WHAT YOU NEED TO DO:
In the entries below, find each line with the word "times" and return it.

Collected data entries:
-*-*-

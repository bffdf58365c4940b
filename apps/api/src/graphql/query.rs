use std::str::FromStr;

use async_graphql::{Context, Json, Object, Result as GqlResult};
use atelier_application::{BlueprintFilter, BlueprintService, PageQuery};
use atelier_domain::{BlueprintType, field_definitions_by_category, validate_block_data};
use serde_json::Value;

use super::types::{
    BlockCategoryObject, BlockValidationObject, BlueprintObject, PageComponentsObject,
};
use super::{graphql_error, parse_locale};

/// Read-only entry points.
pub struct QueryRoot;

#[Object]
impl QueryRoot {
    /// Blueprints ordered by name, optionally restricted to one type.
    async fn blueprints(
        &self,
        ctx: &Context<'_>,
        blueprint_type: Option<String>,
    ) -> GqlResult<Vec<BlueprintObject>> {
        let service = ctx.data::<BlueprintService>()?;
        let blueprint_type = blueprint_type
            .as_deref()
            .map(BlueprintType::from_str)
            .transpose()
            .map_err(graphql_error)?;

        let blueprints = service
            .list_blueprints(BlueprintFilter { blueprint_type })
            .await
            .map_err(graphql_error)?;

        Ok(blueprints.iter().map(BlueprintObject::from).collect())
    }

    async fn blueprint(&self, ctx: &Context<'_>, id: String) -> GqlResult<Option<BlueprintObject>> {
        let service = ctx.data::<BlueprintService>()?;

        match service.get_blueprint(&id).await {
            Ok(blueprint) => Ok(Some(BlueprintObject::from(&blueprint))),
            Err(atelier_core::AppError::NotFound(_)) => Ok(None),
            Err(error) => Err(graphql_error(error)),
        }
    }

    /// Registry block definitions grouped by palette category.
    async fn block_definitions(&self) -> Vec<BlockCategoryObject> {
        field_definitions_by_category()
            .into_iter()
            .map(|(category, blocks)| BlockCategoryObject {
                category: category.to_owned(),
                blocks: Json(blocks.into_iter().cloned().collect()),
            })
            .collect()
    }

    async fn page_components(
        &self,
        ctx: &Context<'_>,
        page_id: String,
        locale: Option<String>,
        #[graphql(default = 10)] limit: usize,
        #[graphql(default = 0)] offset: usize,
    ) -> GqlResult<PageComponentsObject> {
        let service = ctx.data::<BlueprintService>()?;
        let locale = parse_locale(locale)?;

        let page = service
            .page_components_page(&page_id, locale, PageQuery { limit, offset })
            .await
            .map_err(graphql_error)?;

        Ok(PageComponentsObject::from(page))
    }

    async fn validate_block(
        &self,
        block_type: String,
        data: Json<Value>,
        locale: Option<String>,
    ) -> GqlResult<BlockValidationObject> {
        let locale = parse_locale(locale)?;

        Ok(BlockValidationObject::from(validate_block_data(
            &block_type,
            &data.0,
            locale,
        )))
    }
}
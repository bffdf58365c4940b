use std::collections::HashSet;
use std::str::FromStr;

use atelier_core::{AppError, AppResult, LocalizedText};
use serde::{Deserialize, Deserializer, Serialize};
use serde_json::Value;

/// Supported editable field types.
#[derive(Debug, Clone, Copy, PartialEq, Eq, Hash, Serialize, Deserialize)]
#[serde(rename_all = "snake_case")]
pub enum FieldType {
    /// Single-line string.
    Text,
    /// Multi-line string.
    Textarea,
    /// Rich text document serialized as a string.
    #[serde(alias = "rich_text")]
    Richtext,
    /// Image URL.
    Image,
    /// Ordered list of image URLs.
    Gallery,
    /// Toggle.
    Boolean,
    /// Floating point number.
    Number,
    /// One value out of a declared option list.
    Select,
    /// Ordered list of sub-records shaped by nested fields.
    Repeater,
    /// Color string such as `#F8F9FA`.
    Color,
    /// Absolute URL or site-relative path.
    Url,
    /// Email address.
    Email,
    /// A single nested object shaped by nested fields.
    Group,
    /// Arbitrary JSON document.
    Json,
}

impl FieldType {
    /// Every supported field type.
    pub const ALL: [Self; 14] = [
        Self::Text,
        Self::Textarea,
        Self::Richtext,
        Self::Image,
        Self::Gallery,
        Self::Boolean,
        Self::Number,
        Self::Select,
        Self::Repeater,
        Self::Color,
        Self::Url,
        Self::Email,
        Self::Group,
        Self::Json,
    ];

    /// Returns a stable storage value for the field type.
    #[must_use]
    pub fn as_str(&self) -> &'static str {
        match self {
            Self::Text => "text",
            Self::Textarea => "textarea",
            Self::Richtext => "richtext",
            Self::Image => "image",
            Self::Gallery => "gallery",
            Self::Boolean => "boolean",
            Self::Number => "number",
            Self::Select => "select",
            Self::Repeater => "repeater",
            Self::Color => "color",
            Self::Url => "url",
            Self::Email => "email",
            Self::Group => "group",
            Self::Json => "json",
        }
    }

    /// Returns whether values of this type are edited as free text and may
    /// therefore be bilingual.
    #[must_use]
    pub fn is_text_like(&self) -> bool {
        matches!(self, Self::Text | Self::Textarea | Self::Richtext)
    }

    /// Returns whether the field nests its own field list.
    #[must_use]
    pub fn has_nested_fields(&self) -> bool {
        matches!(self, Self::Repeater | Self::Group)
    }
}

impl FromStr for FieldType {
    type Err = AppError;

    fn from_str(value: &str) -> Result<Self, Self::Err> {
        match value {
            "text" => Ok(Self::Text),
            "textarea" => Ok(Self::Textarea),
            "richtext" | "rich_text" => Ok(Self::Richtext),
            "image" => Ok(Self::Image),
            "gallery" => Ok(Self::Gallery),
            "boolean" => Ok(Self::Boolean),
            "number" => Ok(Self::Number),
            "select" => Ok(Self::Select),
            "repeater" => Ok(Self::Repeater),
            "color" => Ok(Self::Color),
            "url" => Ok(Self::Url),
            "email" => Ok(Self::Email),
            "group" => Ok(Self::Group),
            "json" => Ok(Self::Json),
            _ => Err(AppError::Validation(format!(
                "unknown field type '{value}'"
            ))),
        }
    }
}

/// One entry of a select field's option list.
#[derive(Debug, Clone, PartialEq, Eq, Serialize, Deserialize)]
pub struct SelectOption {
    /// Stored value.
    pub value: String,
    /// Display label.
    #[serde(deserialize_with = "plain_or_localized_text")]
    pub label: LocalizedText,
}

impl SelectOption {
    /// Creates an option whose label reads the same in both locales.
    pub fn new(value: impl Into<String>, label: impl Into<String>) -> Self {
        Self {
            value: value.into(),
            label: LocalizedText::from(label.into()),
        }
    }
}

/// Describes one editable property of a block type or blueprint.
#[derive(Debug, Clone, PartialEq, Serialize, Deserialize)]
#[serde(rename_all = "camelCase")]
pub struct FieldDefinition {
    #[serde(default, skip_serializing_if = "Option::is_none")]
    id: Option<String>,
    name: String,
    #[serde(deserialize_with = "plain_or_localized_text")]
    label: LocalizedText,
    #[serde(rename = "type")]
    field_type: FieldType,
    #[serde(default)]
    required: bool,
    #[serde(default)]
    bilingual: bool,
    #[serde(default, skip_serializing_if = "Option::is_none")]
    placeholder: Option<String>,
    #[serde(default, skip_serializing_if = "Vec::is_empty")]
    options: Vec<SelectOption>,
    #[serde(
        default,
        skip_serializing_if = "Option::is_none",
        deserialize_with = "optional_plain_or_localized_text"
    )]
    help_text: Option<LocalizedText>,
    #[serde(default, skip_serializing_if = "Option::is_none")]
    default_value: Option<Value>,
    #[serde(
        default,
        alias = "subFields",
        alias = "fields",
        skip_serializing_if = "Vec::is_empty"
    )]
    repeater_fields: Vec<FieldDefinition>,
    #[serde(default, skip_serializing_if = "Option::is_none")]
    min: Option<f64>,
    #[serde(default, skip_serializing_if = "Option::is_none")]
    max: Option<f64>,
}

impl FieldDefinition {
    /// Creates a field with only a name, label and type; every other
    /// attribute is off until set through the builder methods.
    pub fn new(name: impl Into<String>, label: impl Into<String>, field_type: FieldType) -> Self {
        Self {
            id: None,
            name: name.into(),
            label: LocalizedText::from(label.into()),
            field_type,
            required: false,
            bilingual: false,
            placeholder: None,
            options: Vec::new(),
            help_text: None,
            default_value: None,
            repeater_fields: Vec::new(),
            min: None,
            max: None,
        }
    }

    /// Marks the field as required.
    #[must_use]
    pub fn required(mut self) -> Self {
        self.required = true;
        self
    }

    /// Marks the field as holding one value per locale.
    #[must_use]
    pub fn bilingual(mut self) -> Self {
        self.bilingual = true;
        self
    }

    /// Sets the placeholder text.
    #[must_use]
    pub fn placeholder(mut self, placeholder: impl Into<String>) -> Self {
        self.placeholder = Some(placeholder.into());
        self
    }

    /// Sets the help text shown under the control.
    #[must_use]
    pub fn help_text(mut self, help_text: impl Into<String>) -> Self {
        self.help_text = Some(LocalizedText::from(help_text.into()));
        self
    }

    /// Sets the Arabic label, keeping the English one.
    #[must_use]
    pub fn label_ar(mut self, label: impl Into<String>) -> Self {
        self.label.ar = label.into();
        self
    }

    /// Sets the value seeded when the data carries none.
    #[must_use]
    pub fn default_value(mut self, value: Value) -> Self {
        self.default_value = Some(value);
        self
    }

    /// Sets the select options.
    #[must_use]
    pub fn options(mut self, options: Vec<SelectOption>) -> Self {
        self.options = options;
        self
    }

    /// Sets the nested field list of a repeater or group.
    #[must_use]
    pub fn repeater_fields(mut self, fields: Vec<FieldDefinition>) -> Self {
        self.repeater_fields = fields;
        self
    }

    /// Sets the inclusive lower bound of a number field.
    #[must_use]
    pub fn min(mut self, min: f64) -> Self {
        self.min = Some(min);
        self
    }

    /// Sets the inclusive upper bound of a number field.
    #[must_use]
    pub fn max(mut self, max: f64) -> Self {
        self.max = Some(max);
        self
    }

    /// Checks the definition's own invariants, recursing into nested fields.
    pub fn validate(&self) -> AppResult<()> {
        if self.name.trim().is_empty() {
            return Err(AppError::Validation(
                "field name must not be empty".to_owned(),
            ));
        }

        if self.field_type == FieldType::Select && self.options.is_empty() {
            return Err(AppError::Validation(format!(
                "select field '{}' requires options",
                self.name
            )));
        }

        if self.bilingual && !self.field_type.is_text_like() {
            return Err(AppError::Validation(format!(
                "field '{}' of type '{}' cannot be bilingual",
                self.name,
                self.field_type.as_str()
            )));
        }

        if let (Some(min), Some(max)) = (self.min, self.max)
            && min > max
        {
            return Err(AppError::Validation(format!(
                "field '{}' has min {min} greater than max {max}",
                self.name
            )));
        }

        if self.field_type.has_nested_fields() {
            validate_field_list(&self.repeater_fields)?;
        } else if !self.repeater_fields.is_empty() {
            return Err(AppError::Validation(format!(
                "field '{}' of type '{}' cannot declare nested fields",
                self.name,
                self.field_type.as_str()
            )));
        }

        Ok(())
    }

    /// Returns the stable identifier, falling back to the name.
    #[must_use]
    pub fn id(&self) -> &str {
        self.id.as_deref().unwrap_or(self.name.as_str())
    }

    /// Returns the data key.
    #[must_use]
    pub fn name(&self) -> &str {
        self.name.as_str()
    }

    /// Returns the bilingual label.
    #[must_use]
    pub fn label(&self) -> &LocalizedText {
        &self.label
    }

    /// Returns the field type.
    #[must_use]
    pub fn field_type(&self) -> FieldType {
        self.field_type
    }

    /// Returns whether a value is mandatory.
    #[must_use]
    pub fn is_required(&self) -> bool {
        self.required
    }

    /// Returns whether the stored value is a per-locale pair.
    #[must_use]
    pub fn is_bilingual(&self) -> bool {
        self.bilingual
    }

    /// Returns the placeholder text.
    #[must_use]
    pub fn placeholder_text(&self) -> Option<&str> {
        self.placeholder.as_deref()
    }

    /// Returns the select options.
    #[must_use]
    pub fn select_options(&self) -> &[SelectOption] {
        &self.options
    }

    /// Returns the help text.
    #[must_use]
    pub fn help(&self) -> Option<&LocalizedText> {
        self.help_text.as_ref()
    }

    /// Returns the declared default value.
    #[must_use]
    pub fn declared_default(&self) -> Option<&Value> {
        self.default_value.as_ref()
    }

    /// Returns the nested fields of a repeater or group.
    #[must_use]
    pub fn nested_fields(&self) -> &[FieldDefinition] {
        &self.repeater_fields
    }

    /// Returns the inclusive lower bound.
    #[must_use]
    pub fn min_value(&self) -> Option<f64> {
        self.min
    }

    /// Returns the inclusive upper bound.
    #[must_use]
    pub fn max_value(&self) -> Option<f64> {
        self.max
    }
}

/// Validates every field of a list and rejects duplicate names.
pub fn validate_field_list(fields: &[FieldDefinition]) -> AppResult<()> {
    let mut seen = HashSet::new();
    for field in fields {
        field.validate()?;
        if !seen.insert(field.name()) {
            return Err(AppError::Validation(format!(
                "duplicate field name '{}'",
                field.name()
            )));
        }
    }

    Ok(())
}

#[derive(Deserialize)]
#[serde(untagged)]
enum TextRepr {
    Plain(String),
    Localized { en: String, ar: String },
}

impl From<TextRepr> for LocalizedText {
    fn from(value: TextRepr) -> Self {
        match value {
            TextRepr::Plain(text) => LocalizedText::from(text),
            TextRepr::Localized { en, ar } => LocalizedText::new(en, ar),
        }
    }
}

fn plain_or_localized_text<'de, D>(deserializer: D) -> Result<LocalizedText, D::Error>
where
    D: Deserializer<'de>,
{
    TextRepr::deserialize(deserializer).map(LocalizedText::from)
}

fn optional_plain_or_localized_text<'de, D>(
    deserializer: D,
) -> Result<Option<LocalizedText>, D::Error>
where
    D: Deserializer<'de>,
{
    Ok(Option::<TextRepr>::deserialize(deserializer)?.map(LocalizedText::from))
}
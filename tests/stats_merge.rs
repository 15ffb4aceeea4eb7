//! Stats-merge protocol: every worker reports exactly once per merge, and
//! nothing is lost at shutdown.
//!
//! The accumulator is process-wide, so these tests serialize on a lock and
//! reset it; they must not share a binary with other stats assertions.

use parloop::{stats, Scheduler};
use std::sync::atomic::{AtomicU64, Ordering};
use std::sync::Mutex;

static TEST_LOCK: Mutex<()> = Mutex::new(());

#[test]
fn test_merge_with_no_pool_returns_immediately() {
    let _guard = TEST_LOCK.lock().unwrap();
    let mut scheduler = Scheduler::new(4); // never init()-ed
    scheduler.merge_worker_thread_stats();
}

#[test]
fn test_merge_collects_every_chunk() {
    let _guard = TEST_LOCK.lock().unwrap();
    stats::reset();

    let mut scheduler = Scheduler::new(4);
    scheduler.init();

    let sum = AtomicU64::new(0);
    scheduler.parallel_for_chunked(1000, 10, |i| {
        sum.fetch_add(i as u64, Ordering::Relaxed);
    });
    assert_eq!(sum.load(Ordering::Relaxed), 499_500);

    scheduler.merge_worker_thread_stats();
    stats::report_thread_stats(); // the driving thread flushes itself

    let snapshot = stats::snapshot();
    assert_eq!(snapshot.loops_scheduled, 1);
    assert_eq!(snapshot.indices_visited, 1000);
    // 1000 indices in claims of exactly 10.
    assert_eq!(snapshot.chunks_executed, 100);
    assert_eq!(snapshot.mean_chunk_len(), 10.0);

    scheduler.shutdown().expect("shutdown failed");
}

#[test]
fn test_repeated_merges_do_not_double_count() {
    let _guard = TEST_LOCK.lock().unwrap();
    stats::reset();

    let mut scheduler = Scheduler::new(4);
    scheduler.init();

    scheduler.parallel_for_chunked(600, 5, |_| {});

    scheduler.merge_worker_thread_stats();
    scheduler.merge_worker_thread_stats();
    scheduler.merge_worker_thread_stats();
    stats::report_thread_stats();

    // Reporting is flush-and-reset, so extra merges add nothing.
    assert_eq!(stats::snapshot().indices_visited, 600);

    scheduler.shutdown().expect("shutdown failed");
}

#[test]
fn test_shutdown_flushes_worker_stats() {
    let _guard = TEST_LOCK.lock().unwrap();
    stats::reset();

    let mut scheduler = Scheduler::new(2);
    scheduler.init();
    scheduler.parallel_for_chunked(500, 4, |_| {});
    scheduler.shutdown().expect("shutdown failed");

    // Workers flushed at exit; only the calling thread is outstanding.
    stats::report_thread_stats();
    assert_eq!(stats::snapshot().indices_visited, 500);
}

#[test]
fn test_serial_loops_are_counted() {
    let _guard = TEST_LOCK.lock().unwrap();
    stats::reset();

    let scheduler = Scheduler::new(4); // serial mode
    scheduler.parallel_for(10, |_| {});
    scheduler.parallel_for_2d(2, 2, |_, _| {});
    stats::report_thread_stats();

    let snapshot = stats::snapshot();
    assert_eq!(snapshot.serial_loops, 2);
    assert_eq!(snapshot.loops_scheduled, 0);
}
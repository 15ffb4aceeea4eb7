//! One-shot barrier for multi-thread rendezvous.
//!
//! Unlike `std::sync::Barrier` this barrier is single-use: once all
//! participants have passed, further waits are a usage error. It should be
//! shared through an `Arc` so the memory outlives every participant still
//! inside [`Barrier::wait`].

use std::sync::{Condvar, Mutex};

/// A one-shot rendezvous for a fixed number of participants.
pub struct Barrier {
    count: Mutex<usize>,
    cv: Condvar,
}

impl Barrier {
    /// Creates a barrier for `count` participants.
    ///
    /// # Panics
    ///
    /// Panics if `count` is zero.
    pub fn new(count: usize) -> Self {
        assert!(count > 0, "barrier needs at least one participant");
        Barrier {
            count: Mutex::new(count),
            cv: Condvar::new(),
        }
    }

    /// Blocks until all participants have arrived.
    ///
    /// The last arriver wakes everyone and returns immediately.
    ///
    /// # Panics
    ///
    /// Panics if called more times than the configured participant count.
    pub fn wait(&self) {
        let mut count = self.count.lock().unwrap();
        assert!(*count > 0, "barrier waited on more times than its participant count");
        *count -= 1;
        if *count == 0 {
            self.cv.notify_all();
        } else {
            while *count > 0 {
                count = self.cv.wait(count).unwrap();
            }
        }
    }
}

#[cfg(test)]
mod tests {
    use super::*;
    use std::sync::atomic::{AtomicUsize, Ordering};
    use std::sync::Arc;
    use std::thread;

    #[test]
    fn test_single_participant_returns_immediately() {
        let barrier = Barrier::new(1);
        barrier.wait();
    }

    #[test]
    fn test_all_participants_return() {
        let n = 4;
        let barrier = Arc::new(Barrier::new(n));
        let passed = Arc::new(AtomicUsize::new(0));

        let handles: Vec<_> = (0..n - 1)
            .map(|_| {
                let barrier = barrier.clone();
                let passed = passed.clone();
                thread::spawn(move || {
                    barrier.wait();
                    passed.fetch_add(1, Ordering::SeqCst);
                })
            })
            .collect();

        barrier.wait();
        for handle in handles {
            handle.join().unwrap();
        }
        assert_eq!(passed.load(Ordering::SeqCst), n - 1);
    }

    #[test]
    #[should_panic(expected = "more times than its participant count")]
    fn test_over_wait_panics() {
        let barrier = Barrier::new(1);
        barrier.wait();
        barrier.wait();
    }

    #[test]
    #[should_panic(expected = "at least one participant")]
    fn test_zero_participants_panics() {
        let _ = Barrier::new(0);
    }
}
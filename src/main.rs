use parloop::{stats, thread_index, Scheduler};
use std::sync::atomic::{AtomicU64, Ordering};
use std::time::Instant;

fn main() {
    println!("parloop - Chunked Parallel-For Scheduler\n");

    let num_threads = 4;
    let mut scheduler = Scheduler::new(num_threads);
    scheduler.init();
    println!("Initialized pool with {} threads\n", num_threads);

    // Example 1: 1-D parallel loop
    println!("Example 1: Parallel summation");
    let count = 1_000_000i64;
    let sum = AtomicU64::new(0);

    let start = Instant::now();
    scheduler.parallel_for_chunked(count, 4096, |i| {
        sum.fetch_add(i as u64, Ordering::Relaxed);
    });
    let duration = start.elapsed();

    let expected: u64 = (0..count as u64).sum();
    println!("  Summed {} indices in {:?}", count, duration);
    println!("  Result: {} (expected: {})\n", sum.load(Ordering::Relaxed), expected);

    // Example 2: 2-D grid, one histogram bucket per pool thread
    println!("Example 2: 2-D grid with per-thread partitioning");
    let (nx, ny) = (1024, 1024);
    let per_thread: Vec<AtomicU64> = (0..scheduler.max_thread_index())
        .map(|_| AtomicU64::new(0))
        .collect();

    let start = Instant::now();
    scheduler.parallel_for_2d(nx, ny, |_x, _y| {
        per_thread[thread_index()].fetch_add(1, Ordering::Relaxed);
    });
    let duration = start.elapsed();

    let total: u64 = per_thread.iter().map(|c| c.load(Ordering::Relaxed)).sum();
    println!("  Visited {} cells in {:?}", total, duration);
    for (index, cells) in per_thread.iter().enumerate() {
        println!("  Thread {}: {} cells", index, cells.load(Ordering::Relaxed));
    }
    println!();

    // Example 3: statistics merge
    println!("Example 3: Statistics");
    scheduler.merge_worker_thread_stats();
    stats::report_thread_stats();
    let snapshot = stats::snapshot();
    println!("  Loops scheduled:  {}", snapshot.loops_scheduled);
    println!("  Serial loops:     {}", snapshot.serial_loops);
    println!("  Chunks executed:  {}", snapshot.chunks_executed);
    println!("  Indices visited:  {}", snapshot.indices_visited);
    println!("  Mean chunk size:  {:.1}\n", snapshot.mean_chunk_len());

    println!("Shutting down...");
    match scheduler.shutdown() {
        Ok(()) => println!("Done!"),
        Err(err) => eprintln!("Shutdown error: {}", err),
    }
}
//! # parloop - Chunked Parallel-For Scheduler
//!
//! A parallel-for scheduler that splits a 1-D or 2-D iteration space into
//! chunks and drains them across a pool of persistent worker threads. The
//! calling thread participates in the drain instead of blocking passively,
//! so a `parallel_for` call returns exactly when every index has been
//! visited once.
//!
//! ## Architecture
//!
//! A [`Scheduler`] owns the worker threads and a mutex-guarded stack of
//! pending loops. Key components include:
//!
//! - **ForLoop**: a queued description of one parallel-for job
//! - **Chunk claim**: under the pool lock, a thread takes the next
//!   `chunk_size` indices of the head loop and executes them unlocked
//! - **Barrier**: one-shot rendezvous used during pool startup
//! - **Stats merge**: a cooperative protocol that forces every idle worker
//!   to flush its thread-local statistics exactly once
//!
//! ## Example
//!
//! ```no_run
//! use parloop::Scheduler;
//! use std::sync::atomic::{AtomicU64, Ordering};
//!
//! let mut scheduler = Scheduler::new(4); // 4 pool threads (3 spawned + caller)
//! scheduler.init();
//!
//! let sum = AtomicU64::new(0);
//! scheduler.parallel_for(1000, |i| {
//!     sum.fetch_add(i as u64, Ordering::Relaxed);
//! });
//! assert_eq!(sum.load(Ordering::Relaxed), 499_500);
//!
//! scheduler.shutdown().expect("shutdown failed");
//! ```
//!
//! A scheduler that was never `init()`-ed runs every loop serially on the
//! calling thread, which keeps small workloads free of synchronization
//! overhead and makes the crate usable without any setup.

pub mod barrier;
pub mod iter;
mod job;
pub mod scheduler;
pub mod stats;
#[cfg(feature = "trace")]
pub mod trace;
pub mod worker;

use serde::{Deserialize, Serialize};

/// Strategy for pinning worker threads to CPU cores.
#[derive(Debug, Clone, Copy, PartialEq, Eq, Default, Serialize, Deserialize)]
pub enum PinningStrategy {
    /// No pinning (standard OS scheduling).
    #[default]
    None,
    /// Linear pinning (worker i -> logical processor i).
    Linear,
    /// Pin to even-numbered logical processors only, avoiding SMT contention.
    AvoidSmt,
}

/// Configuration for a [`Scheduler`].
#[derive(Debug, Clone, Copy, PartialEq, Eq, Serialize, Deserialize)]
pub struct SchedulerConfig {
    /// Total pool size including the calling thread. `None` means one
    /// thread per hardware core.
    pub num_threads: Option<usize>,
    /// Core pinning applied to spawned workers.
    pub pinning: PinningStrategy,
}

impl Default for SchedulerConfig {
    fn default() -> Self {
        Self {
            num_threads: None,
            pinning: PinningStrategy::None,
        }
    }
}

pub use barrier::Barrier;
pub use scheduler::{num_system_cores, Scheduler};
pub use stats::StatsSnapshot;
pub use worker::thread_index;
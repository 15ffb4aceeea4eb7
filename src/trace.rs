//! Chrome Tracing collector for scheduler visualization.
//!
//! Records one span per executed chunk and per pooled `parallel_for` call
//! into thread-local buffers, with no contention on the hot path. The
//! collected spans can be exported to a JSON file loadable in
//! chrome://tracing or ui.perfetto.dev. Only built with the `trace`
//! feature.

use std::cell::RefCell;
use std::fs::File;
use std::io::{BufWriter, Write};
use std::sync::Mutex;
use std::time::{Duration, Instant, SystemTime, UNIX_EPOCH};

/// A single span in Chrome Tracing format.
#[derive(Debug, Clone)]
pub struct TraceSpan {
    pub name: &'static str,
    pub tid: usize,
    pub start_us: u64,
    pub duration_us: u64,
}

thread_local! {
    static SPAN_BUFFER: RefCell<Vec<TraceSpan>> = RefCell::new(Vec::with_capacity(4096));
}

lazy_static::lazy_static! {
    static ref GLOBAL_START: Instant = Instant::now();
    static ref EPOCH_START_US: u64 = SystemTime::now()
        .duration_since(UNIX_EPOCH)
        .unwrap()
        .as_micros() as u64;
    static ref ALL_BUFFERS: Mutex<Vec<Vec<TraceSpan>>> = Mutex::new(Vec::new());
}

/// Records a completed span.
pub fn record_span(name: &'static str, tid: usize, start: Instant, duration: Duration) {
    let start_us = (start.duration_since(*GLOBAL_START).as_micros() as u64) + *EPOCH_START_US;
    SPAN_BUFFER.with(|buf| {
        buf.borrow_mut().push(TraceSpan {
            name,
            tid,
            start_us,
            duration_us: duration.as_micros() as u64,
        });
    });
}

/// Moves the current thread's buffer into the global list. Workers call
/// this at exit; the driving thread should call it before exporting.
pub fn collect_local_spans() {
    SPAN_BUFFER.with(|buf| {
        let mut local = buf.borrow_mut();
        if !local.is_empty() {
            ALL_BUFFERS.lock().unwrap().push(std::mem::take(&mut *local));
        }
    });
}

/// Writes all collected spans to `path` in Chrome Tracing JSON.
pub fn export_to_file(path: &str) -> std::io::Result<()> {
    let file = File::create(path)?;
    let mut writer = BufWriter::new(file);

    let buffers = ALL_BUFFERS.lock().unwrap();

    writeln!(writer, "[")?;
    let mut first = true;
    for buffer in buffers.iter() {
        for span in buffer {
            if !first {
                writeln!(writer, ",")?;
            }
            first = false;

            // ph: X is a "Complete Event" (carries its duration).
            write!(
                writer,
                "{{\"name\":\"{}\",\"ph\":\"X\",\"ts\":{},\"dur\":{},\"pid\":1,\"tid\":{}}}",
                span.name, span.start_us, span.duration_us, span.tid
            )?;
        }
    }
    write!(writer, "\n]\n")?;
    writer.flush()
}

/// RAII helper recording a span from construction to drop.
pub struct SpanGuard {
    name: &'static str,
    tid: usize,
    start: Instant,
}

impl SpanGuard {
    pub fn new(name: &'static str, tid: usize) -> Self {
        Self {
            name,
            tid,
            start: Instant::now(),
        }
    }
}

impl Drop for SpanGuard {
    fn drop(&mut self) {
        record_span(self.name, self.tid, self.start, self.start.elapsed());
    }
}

-*-*-

THE ANSWER:
    /// Panics if called more times than the configured participant count.
        assert!(*count > 0, "barrier waited on more times than its participant count");
    #[should_panic(expected = "more times than its participant count")]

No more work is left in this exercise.